[Work instructions] Restate, word for word, the lines from the opening line of the data through the line containing "regions.geojson --emit-document regions.tagged.geojson", both included, and nothing else.

Dataset entries:
▬▬▬

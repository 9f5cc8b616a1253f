//! geoflat: Flatten GeoJSON feature properties into table rows
//!
//! Reads a FeatureCollection, tags every feature with a sequential id and
//! prints one JSON object per feature on stdout.
//!
//! Usage:
//!   # Read from file, output rows to stdout
//!   geoflat regions.geojson
//!
//!   # Read from stdin, every column on every row
//!   cat regions.geojson | geoflat --fill-missing
//!
//!   # Also keep the id-tagged collection for joining rows back to shapes
//!   geoflat regions.geojson --emit-document regions.tagged.geojson

// Use MiMalloc allocator for better performance (recommended by simd-json)
#[global_allocator]
static GLOBAL: mimalloc::MiMalloc = mimalloc::MiMalloc;

use anyhow::{Context, Result};
use clap::Parser;
use geoflat::{FlattenConfig, Flattener, RowWriter, Table};
use log::debug;
use serde_json::Value;
use std::fs::File;
use std::io::{BufReader, BufWriter, Read, Write};

#[derive(Parser, Debug)]
#[command(name = "geoflat")]
#[command(about = "Flatten GeoJSON feature properties into table rows", long_about = None)]
struct Args {
    /// Input file (use stdin if omitted)
    #[arg(value_name = "FILE")]
    input: Option<String>,

    /// Key the sequential identifier is written under (default: "id")
    #[arg(long)]
    id_field: Option<String>,

    /// Identifier of the first feature (default: 0)
    #[arg(long)]
    start_id: Option<u64>,

    /// Only write the identifier into properties, not onto the feature itself
    #[arg(long)]
    no_tag_feature: bool,

    /// Emit every column on every row, null where a feature lacks it
    #[arg(long)]
    fill_missing: bool,

    /// Write the id-tagged GeoJSON document to this path
    #[arg(long, value_name = "PATH")]
    emit_document: Option<String>,

    /// Print the type summary of each column to stderr
    #[arg(long)]
    types: bool,
}

fn main() -> Result<()> {
    env_logger::init();
    let args = Args::parse();

    // Build config
    let mut config = FlattenConfig::default();
    if let Some(id_field) = args.id_field {
        config.id_field = id_field;
    }
    if let Some(start_id) = args.start_id {
        config.start_id = start_id;
    }
    config.tag_feature = !args.no_tag_feature;

    let reader = if let Some(file_path) = &args.input {
        let file = File::open(file_path)
            .with_context(|| format!("Failed to open input: {}", file_path))?;
        Box::new(BufReader::new(file)) as Box<dyn Read>
    } else {
        Box::new(std::io::stdin()) as Box<dyn Read>
    };

    let document = read_document(reader)?;
    let flattened = Flattener::new(config)
        .flatten(document)
        .context("Failed to flatten feature collection")?;

    if flattened.table.is_empty() {
        eprintln!("Warning: No features found in input");
    }

    let stdout = std::io::stdout();
    let mut writer = RowWriter::new(BufWriter::new(stdout.lock())).fill_missing(args.fill_missing);
    writer.write_table(&flattened.table)?;
    writer.flush()?;

    if args.types {
        print_column_types(&flattened.table)?;
    }

    if let Some(path) = args.emit_document {
        let file = File::create(&path)
            .with_context(|| format!("Failed to create document output: {}", path))?;
        let mut out = BufWriter::new(file);
        serde_json::to_writer_pretty(&mut out, &flattened.document)
            .context("Failed to serialize tagged document")?;
        out.flush().context("Failed to flush document output")?;
        debug!("wrote tagged document to {}", path);
    }

    Ok(())
}

/// Parse the whole input, SIMD-accelerated where possible
fn read_document(reader: Box<dyn Read>) -> Result<Value> {
    let mut content = Vec::new();
    let mut buf_reader = BufReader::new(reader);
    buf_reader
        .read_to_end(&mut content)
        .context("Failed to read input")?;

    // simd-json parses in place, so keep the original bytes for the fallback
    let mut scratch = content.clone();
    match simd_json::serde::from_slice::<Value>(&mut scratch) {
        Ok(value) => Ok(value),
        Err(e) => {
            debug!("simd-json rejected input ({}), retrying with serde_json", e);
            serde_json::from_slice(&content).context("Failed to parse GeoJSON document")
        }
    }
}

fn print_column_types(table: &Table) -> Result<()> {
    let stderr = std::io::stderr();
    let mut out = stderr.lock();

    for (name, summary) in table.column_types() {
        let types: Vec<&str> = summary.types.iter().map(|t| t.as_str()).collect();
        let label = if types.is_empty() {
            String::from("null")
        } else {
            types.join("|")
        };
        let mixed = if summary.is_mixed() { " (mixed)" } else { "" };
        writeln!(out, "{}: {}{}, {} null", name, label, mixed, summary.null_count)?;
    }
    Ok(())
}
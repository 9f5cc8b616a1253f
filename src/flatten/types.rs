use crate::table::Table;
use serde_json::Value;

/// Configuration for flattening a feature collection
#[derive(Debug, Clone)]
pub struct FlattenConfig {
    /// Key the sequential identifier is written under, both on the feature
    /// and inside its properties. This is also the id column's name.
    /// Must not be `type`, `geometry` or `properties` while `tag_feature` is
    /// set.
    pub id_field: String,

    /// Identifier given to the first feature. Every assigned id has to fit
    /// in an `i64`.
    pub start_id: u64,

    /// Whether the feature object itself receives the identifier. The
    /// properties always do.
    pub tag_feature: bool,
}

impl Default for FlattenConfig {
    fn default() -> Self {
        FlattenConfig {
            id_field: String::from("id"),
            start_id: 0,
            tag_feature: true,
        }
    }
}

/// Result of flattening without touching the caller's document: the
/// id-tagged copy of the document together with its table
#[derive(Debug, Clone)]
pub struct Flattened {
    pub document: Value,
    pub table: Table,
}

impl Flattened {
    pub fn into_parts(self) -> (Value, Table) {
        (self.document, self.table)
    }
}
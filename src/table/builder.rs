//! Streaming table construction
//!
//! Rows arrive one at a time and may introduce columns no earlier row had.
//! The builder keeps the column union as it goes, so the final table is
//! produced without a second pass over the rows.

use crate::table::types::{Row, Table};
use indexmap::IndexSet;

/// Accumulates rows and the union of their column names
#[derive(Debug, Default)]
pub struct TableBuilder {
    /// Column names in the order they were first seen
    columns: IndexSet<String>,
    rows: Vec<Row>,
}

impl TableBuilder {
    pub fn new() -> Self {
        Self::default()
    }

    pub fn with_capacity(rows: usize) -> Self {
        TableBuilder {
            columns: IndexSet::new(),
            rows: Vec::with_capacity(rows),
        }
    }

    pub fn push_row(&mut self, row: Row) {
        for key in row.keys() {
            if !self.columns.contains(key) {
                self.columns.insert(key.to_string());
            }
        }
        self.rows.push(row);
    }

    pub fn finish(self) -> Table {
        Table::from_parts(self.columns.into_iter().collect(), self.rows)
    }
}

impl Extend<Row> for TableBuilder {
    fn extend<I: IntoIterator<Item = Row>>(&mut self, iter: I) {
        for row in iter {
            self.push_row(row);
        }
    }
}

impl FromIterator<Row> for Table {
    fn from_iter<I: IntoIterator<Item = Row>>(iter: I) -> Self {
        let mut builder = TableBuilder::new();
        builder.extend(iter);
        builder.finish()
    }
}

#[cfg(test)]
mod tests {
    use super::*;
    use crate::table::CellValue;

    #[test]
    fn test_empty_builder() {
        let table = TableBuilder::new().finish();
        assert!(table.is_empty());
        assert!(table.columns().is_empty());
    }

    #[test]
    fn test_columns_union_in_first_seen_order() {
        let mut first = Row::new();
        first.insert("b", CellValue::Integer(1));
        first.insert("a", CellValue::Integer(2));

        let mut second = Row::new();
        second.insert("c", "x");
        second.insert("a", CellValue::Null);

        let table: Table = vec![first, second].into_iter().collect();
        assert_eq!(table.len(), 2);
        assert_eq!(table.columns(), ["b", "a", "c"]);
    }
}
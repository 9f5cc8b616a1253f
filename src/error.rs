use thiserror::Error;

/// Errors raised while flattening a feature collection.
///
/// Every variant is raised before the document is touched, so a caller that
/// sees one of these still holds its input exactly as it passed it in.
#[derive(Debug, Error, Clone, PartialEq, Eq)]
pub enum FlattenError {
    /// A required key is absent. `feature` is the index of the offending
    /// feature, or `None` when the key is missing from the document root.
    #[error("missing key `{key}`{}", feature_suffix(.feature))]
    MissingKey {
        key: &'static str,
        feature: Option<usize>,
    },

    /// A value has the wrong shape, e.g. `features` is not an array.
    #[error("expected {expected} at `{path}`, found {found}")]
    TypeMismatch {
        path: String,
        expected: &'static str,
        found: &'static str,
    },

    /// The configured id key would overwrite a key the flattener reads.
    #[error("id field `{0}` collides with a GeoJSON structural key")]
    ReservedIdField(String),

    /// Identifiers from `start_id` for `count` features do not all fit in
    /// an `i64`.
    #[error("ids starting at {start_id} for {count} features exceed i64::MAX")]
    IdOutOfRange { start_id: u64, count: usize },
}

impl FlattenError {
    pub(crate) fn missing(key: &'static str, feature: Option<usize>) -> Self {
        FlattenError::MissingKey { key, feature }
    }

    pub(crate) fn mismatch(
        path: impl Into<String>,
        expected: &'static str,
        found: &serde_json::Value,
    ) -> Self {
        FlattenError::TypeMismatch {
            path: path.into(),
            expected,
            found: json_kind(found),
        }
    }
}

fn feature_suffix(feature: &Option<usize>) -> String {
    match feature {
        Some(idx) => format!(" in feature {}", idx),
        None => String::new(),
    }
}

/// Human readable name of a JSON value's kind, used in error messages
pub(crate) fn json_kind(value: &serde_json::Value) -> &'static str {
    use serde_json::Value;

    match value {
        Value::Null => "null",
        Value::Bool(_) => "boolean",
        Value::Number(_) => "number",
        Value::String(_) => "string",
        Value::Array(_) => "array",
        Value::Object(_) => "object",
    }
}

pub type Result<T> = std::result::Result<T, FlattenError>;

#[cfg(test)]
mod tests {
    use super::*;
    use serde_json::json;

    #[test]
    fn test_missing_key_messages() {
        let root = FlattenError::missing("features", None);
        assert_eq!(root.to_string(), "missing key `features`");

        let nested = FlattenError::missing("properties", Some(3));
        assert_eq!(nested.to_string(), "missing key `properties` in feature 3");
    }

    #[test]
    fn test_config_error_messages() {
        let reserved = FlattenError::ReservedIdField(String::from("properties"));
        assert_eq!(
            reserved.to_string(),
            "id field `properties` collides with a GeoJSON structural key"
        );

        let range = FlattenError::IdOutOfRange { start_id: u64::MAX, count: 2 };
        assert_eq!(
            range.to_string(),
            format!("ids starting at {} for 2 features exceed i64::MAX", u64::MAX)
        );
    }

    #[test]
    fn test_type_mismatch_message() {
        let err = FlattenError::mismatch("features", "array", &json!({"a": 1}));
        assert_eq!(err.to_string(), "expected array at `features`, found object");
    }
}
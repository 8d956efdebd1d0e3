mod config;
mod errors;
mod main;
mod types;

pub use config::CeremonyConfig;
pub use errors::CeremonyError;
pub use main::CeremonyClient;

pub use types::{
    Assertion, AssertionResponse, Attestation, AttestationResponse, AuthenticationCredential,
    AuthenticationOptions, AuthenticatorSelection, CeremonyOutcome, CeremonyState,
    CredentialDescriptor,
    DecodedAuthenticationOptions, DecodedCredentialDescriptor, DecodedRegistrationOptions,
    DecodedUserEntity, PubKeyCredParam, RegistrationCredential, RegistrationOptions, RelyingParty,
    ServerEnvelope, UserEntity, VerificationResponse,
};
mod auth;
mod client;
mod register;
mod utils;

pub use client::CeremonyClient;
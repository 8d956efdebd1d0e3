use std::env;
use std::time::Duration;

use url::Url;

use super::errors::CeremonyError;

pub(crate) const START_REGISTRATION_PATH: &str = "/start-registration";
pub(crate) const FINISH_REGISTRATION_PATH: &str = "/finish-registration";
pub(crate) const START_AUTHENTICATION_PATH: &str = "/start-authentication";
pub(crate) const FINISH_AUTHENTICATION_PATH: &str = "/finish-authentication";

const DEFAULT_REQUEST_TIMEOUT_SECS: u64 = 30;

/// Configuration for the ceremony client's server connection.
///
/// The client is embedded in a host application, so configuration is an
/// explicit value rather than process-global state. `from_env` offers the
/// env-var path for hosts that configure through the environment.
#[derive(Debug, Clone)]
pub struct CeremonyConfig {
    /// Base URL the four ceremony endpoint paths are joined onto
    pub server_url: Url,
    /// Per-request timeout for the start/finish HTTP calls. This does not
    /// bound the platform prompt; the platform owns that limit.
    pub request_timeout: Duration,
}

impl CeremonyConfig {
    pub fn new(server_url: Url) -> Self {
        Self {
            server_url,
            request_timeout: Duration::from_secs(DEFAULT_REQUEST_TIMEOUT_SECS),
        }
    }

    pub fn with_request_timeout(mut self, request_timeout: Duration) -> Self {
        self.request_timeout = request_timeout;
        self
    }

    /// Build a configuration from `WEBAUTHN_SERVER_URL` and
    /// `WEBAUTHN_REQUEST_TIMEOUT` (seconds). The URL is required; an
    /// invalid timeout falls back to the default with a warning.
    pub fn from_env() -> Result<Self, CeremonyError> {
        dotenvy::dotenv().ok();

        let raw_url = env::var("WEBAUTHN_SERVER_URL")
            .map_err(|_| CeremonyError::Config("WEBAUTHN_SERVER_URL must be set".to_string()))?;

        let server_url = Url::parse(&raw_url).map_err(|e| {
            CeremonyError::Config(format!("Invalid WEBAUTHN_SERVER_URL {raw_url}: {e}"))
        })?;

        let request_timeout = match env::var("WEBAUTHN_REQUEST_TIMEOUT") {
            Ok(v) => match v.parse::<u64>() {
                Ok(secs) => Duration::from_secs(secs),
                Err(_) => {
                    tracing::warn!(
                        "Invalid WEBAUTHN_REQUEST_TIMEOUT: {}. Using default {}s",
                        v,
                        DEFAULT_REQUEST_TIMEOUT_SECS
                    );
                    Duration::from_secs(DEFAULT_REQUEST_TIMEOUT_SECS)
                }
            },
            Err(_) => Duration::from_secs(DEFAULT_REQUEST_TIMEOUT_SECS),
        };

        Ok(Self {
            server_url,
            request_timeout,
        })
    }
}
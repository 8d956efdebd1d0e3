use serde_json::Value;

/// Data-import boundary of the host form framework.
///
/// On a verified authentication the server may return an application data
/// payload; the ceremony client pushes it through this trait exactly once
/// per ceremony so the host can merge it into the active form's data model.
pub trait FormDataSink: Send + Sync {
    fn import_data(&self, payload: Value);
}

▬▬▬

[Exercise result]
repository 9f5cc8b616a1253f
//! geoflat: Flatten GeoJSON feature properties into table rows
//!
//! Reads a FeatureCollection, tags every feature with a sequential id and
//! prints one JSON object per feature on stdout.
//!
//! Usage:
//!   # Read from file, output rows to stdout
//!   geoflat regions.geojson
//!
//!   # Read from stdin, every column on every row
//!   cat regions.geojson | geoflat --fill-missing
//!
//!   # Also keep the id-tagged collection for joining rows back to shapes
//!   geoflat regions.geojson --emit-document regions.tagged.geojson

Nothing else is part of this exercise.